According to “Twitter Safety” every account and piece of content associated with these accounts had been permanently removed from the service.
The relevant data was also shared with two leading research partners: Australian Strategic Policy Institute (ASPI) and Stanford Internet Observatory.
Detected in early 2020, a network of accounts were employing coordinated inauthentic activity which was primarily targeting domestic audiences within Turkey.
Based on Twitters analysis which monitored the accounts behaviours and technical indicators, the collection of fake and compromised accounts was being used to amplify political narratives favourable to the AK party and strong support for President Erdogan.
Technical signals point to the network being associated with the youth wing of the party and a centralised network that maintained a significant number of compromised accounts.

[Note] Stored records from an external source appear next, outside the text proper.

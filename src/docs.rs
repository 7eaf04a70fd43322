use utoipa::openapi::security::{HttpAuthScheme, HttpBuilder, SecurityScheme};
use utoipa::{Modify, OpenApi};

use crate::middleware::auth::Principal;
use crate::modules::auth::controller::ErrorResponse;
use crate::modules::auth::model::RegisterResponse;
use warden_models::{CreateUserRequest, Role, UserResponse};

#[derive(OpenApi)]
#[openapi(
    paths(
        crate::modules::public::controller::hello_public,
        crate::modules::private::controller::hello_private,
        crate::modules::private::controller::hello_admin,
        crate::modules::private::controller::current_principal,
        crate::modules::auth::controller::register,
    ),
    components(
        schemas(
            Role,
            Principal,
            CreateUserRequest,
            UserResponse,
            RegisterResponse,
            ErrorResponse,
        )
    ),
    modifiers(&SecurityAddon),
    tags(
        (name = "Public", description = "Endpoints open to anyone"),
        (name = "Private", description = "Endpoints requiring HTTP Basic authentication"),
        (name = "Authentication", description = "User registration")
    ),
    info(
        title = "Warden API",
        version = "0.1.0",
        description = "HTTP Basic authentication with role-gated endpoints.",
        license(
            name = "MIT"
        )
    )
)]
pub struct ApiDoc;

struct SecurityAddon;

impl Modify for SecurityAddon {
    fn modify(&self, openapi: &mut utoipa::openapi::OpenApi) {
        if let Some(components) = openapi.components.as_mut() {
            components.add_security_scheme(
                "basic_auth",
                SecurityScheme::Http(HttpBuilder::new().scheme(HttpAuthScheme::Basic).build()),
            )
        }
    }
}
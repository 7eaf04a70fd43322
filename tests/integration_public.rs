mod common;

use axum::http::{StatusCode, header};
use common::{body_json, body_text, get, send, setup_test_app};

#[tokio::test]
async fn test_public_is_open() {
    let app = setup_test_app();

    let response = send(&app, get("/public", None)).await;

    assert_eq!(response.status(), StatusCode::OK);
    assert_eq!(body_text(response).await, "Hello! PUBLIC");
}

#[tokio::test]
async fn test_public_accepts_valid_credentials() {
    let app = setup_test_app();

    let response = send(&app, get("/public", Some(("fsk", "fsk")))).await;

    assert_eq!(response.status(), StatusCode::OK);
}

#[tokio::test]
async fn test_public_rejects_bad_credentials() {
    let app = setup_test_app();

    let response = send(&app, get("/public", Some(("fsk", "nope")))).await;

    assert_eq!(response.status(), StatusCode::UNAUTHORIZED);
}

#[tokio::test]
async fn test_unmatched_public_subpath_is_not_found() {
    let app = setup_test_app();

    let response = send(&app, get("/public/missing", None)).await;

    assert_eq!(response.status(), StatusCode::NOT_FOUND);
}

#[tokio::test]
async fn test_security_headers() {
    let app = setup_test_app();

    let response = send(&app, get("/public", None)).await;
    let headers = response.headers();

    assert_eq!(headers.get(header::X_CONTENT_TYPE_OPTIONS).unwrap(), "nosniff");
    assert_eq!(
        headers.get(header::CACHE_CONTROL).unwrap(),
        "no-cache, no-store, max-age=0, must-revalidate"
    );
    assert_eq!(headers.get(header::PRAGMA).unwrap(), "no-cache");
    assert_eq!(headers.get(header::EXPIRES).unwrap(), "0");
    assert!(headers.get(header::X_FRAME_OPTIONS).is_none());
}

#[tokio::test]
async fn test_security_headers_on_rejections() {
    let app = setup_test_app();

    let response = send(&app, get("/private", None)).await;

    assert_eq!(response.status(), StatusCode::UNAUTHORIZED);
    assert_eq!(
        response.headers().get(header::X_CONTENT_TYPE_OPTIONS).unwrap(),
        "nosniff"
    );
}

#[tokio::test]
async fn test_openapi_document_is_public() {
    let app = setup_test_app();

    let response = send(&app, get("/api-docs/openapi.json", None)).await;

    assert_eq!(response.status(), StatusCode::OK);
    let body = body_json(response).await;
    assert!(body["paths"].get("/private/admin").is_some());
    assert!(body["components"]["securitySchemes"].get("basic_auth").is_some());
}

#[tokio::test]
async fn test_non_ascii_basic_header_is_rejected_on_public_path() {
    use axum::body::Body;
    use axum::http::{HeaderValue, Request};

    let app = setup_test_app();

    let mut request = Request::builder()
        .uri("/public")
        .body(Body::empty())
        .unwrap();
    request.headers_mut().insert(
        header::AUTHORIZATION,
        HeaderValue::from_bytes(b"Basic \xe4\xbd\xa0").unwrap(),
    );
    let response = send(&app, request).await;

    assert_eq!(response.status(), StatusCode::UNAUTHORIZED);
    let body = body_json(response).await;
    assert_eq!(body["error"], "Invalid basic authentication token");
}
use axum::Json;
use tracing::instrument;

use crate::middleware::auth::{AuthUser, Principal};
use crate::middleware::role::RequireAdmin;
use crate::modules::auth::controller::ErrorResponse;

/// Greeting for any authenticated principal
#[utoipa::path(
    get,
    path = "/private",
    responses(
        (status = 200, description = "Greeting", body = String, content_type = "text/plain"),
        (status = 401, description = "Missing or bad credentials", body = ErrorResponse)
    ),
    security(
        ("basic_auth" = [])
    ),
    tag = "Private"
)]
pub async fn hello_private(_auth_user: AuthUser) -> &'static str {
    "Hello! PRIVATE"
}

/// Greeting for administrators only
#[utoipa::path(
    get,
    path = "/private/admin",
    responses(
        (status = 200, description = "Greeting", body = String, content_type = "text/plain"),
        (status = 401, description = "Missing or bad credentials", body = ErrorResponse),
        (status = 403, description = "Principal lacks the ADMIN role", body = ErrorResponse)
    ),
    security(
        ("basic_auth" = [])
    ),
    tag = "Private"
)]
#[instrument(skip_all, fields(username = %admin.username()))]
pub async fn hello_admin(RequireAdmin(admin): RequireAdmin) -> &'static str {
    "Hello! ADMIN PRIVATE"
}

/// The authenticated principal and its roles
#[utoipa::path(
    get,
    path = "/private/me",
    responses(
        (status = 200, description = "Current principal", body = Principal),
        (status = 401, description = "Missing or bad credentials", body = ErrorResponse)
    ),
    security(
        ("basic_auth" = [])
    ),
    tag = "Private"
)]
pub async fn current_principal(AuthUser(principal): AuthUser) -> Json<Principal> {
    Json(principal)
}
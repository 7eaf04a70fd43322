use anyhow::{Context, anyhow};
use async_trait::async_trait;
use chrono::{DateTime, Utc};
use sqlx::FromRow;
use sqlx::postgres::PgPoolOptions;
use uuid::Uuid;
use warden_core::AppError;
use warden_models::{Role, User};

use crate::UserRepository;

/// Connects to PostgreSQL and applies the bundled migrations.
pub async fn init_db_pool(database_url: &str, max_connections: u32) -> anyhow::Result<sqlx::PgPool> {
    let pool = PgPoolOptions::new()
        .max_connections(max_connections)
        .connect(database_url)
        .await
        .context("Failed to connect to database")?;

    sqlx::migrate!()
        .run(&pool)
        .await
        .context("Failed to run database migrations")?;

    tracing::info!(max_connections, "Database pool ready, migrations applied");
    Ok(pool)
}

#[derive(Debug, FromRow)]
struct UserRow {
    id: Uuid,
    name: String,
    username: String,
    password: String,
    roles: Vec<String>,
    created_at: DateTime<Utc>,
}

impl TryFrom<UserRow> for User {
    type Error = AppError;

    fn try_from(row: UserRow) -> Result<Self, Self::Error> {
        let roles = row
            .roles
            .iter()
            .map(|role| role.parse::<Role>())
            .collect::<anyhow::Result<Vec<_>>>()
            .map_err(AppError::internal)?;

        Ok(User {
            id: row.id,
            name: row.name,
            username: row.username,
            password: row.password,
            roles,
            created_at: row.created_at,
        })
    }
}

#[derive(Clone, Debug)]
pub struct PgUserRepository {
    db: sqlx::PgPool,
}

impl PgUserRepository {
    pub fn new(db: sqlx::PgPool) -> Self {
        Self { db }
    }
}

#[async_trait]
impl UserRepository for PgUserRepository {
    async fn find_by_username(&self, username: &str) -> Result<Option<User>, AppError> {
        let row = sqlx::query_as::<_, UserRow>(
            r#"
            SELECT id, name, username, password, roles, created_at
            FROM users
            WHERE username = $1
            "#,
        )
        .bind(username)
        .fetch_optional(&self.db)
        .await
        .context("Failed to fetch user by username")
        .map_err(AppError::database)?;

        row.map(User::try_from).transpose()
    }

    async fn save(&self, user: User) -> Result<User, AppError> {
        let roles: Vec<String> = user.roles.iter().map(|r| r.name().to_string()).collect();

        let result = sqlx::query(
            r#"
            INSERT INTO users (id, name, username, password, roles, created_at)
            VALUES ($1, $2, $3, $4, $5, $6)
            "#,
        )
        .bind(user.id)
        .bind(&user.name)
        .bind(&user.username)
        .bind(&user.password)
        .bind(&roles)
        .bind(user.created_at)
        .execute(&self.db)
        .await;

        match result {
            Ok(_) => {
                tracing::debug!(user_id = %user.id, username = %user.username, "User inserted");
                Ok(user)
            }
            Err(sqlx::Error::Database(db_err)) if db_err.is_unique_violation() => {
                tracing::debug!(username = %user.username, "Username already taken");
                Err(AppError::conflict(anyhow!(
                    "Username {} is already taken",
                    user.username
                )))
            }
            Err(e) => {
                tracing::warn!(username = %user.username, error = %e, "Failed to insert user");
                Err(AppError::database(
                    anyhow::Error::new(e).context("Failed to insert user"),
                ))
            }
        }
    }

    async fn count(&self) -> Result<usize, AppError> {
        let count: i64 = sqlx::query_scalar("SELECT COUNT(*) FROM users")
            .fetch_one(&self.db)
            .await
            .context("Failed to count users")
            .map_err(AppError::database)?;

        Ok(count.max(0) as usize)
    }
}
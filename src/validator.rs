use anyhow::anyhow;
use axum::{
    Json,
    extract::{FromRequest, Request, rejection::JsonRejection},
};
use serde::de::DeserializeOwned;
use validator::{Validate, ValidationErrors};
use warden_core::AppError;

fn format_errors(errors: &ValidationErrors) -> String {
    let mut messages: Vec<String> = errors
        .field_errors()
        .iter()
        .flat_map(|(field, errors)| {
            errors.iter().map(move |error| {
                error
                    .message
                    .as_ref()
                    .map(|msg| msg.to_string())
                    .unwrap_or_else(|| format!("{} is invalid", field))
            })
        })
        .collect();
    messages.sort();
    messages.join(", ")
}

fn rejection_to_error(rejection: JsonRejection) -> AppError {
    if matches!(rejection, JsonRejection::MissingJsonContentType(_)) {
        return AppError::bad_request(anyhow!(
            "Missing 'Content-Type: application/json' header"
        ));
    }

    let error_msg = rejection.body_text();

    if let Some(field) = error_msg
        .split("missing field `")
        .nth(1)
        .and_then(|s| s.split('`').next())
    {
        return AppError::bad_request(anyhow!("{} is required", field));
    }

    if error_msg.contains("invalid type") {
        return AppError::bad_request(anyhow!("Invalid field type in request"));
    }

    AppError::bad_request(anyhow!("Invalid request body"))
}

/// JSON body extractor that also runs `validator` rules. Malformed bodies are
/// `400`, rule violations `422`.
#[derive(Debug, Clone, Copy, Default)]
pub struct ValidatedJson<T>(pub T);

impl<T, S> FromRequest<S> for ValidatedJson<T>
where
    T: DeserializeOwned + Validate,
    S: Send + Sync,
{
    type Rejection = AppError;

    async fn from_request(req: Request, state: &S) -> Result<Self, Self::Rejection> {
        let Json(value) = Json::<T>::from_request(req, state)
            .await
            .map_err(rejection_to_error)?;

        value
            .validate()
            .map_err(|errors| AppError::unprocessable(anyhow!("{}", format_errors(&errors))))?;

        Ok(ValidatedJson(value))
    }
}
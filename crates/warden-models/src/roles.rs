//! Role definitions.

use std::fmt;
use std::str::FromStr;

use anyhow::anyhow;
use serde::{Deserialize, Serialize};
use utoipa::ToSchema;

/// Prefix that turns a role name into a granted authority.
pub const ROLE_PREFIX: &str = "ROLE_";

#[derive(Debug, Clone, Copy, PartialEq, Eq, Hash, PartialOrd, Ord, Serialize, Deserialize, ToSchema)]
#[serde(rename_all = "UPPERCASE")]
pub enum Role {
    User,
    Admin,
}

impl Role {
    pub fn name(&self) -> &'static str {
        match self {
            Role::User => "USER",
            Role::Admin => "ADMIN",
        }
    }

    /// Authority form, e.g. `ROLE_ADMIN`.
    pub fn authority(&self) -> String {
        format!("{}{}", ROLE_PREFIX, self.name())
    }
}

impl fmt::Display for Role {
    fn fmt(&self, f: &mut fmt::Formatter<'_>) -> fmt::Result {
        f.write_str(self.name())
    }
}

impl FromStr for Role {
    type Err = anyhow::Error;

    fn from_str(s: &str) -> Result<Self, Self::Err> {
        let upper = s.trim().to_ascii_uppercase();
        match upper.strip_prefix(ROLE_PREFIX).unwrap_or(&upper) {
            "USER" => Ok(Role::User),
            "ADMIN" => Ok(Role::Admin),
            _ => Err(anyhow!("Invalid role: {}", s)),
        }
    }
}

As a result, Twitter announced that the network they were disclosing today includes several compromised accounts associated with organisations critical of President Erdogan and the Turkish Government. These compromised accounts have been repeated targets of account hacking and takeover efforts by the state actors identified above.
Since the Military Agreement signed between Turkey and Libya’s GNA which was approved by the Turkish parliament back in January 2020, media analysts have registered a large Pro-Erdogan media campaign backing his increased support of the UN-backed Government of National Accord (GNA) which has included UAV drones, armoured vehicles and thousands of mercenaries.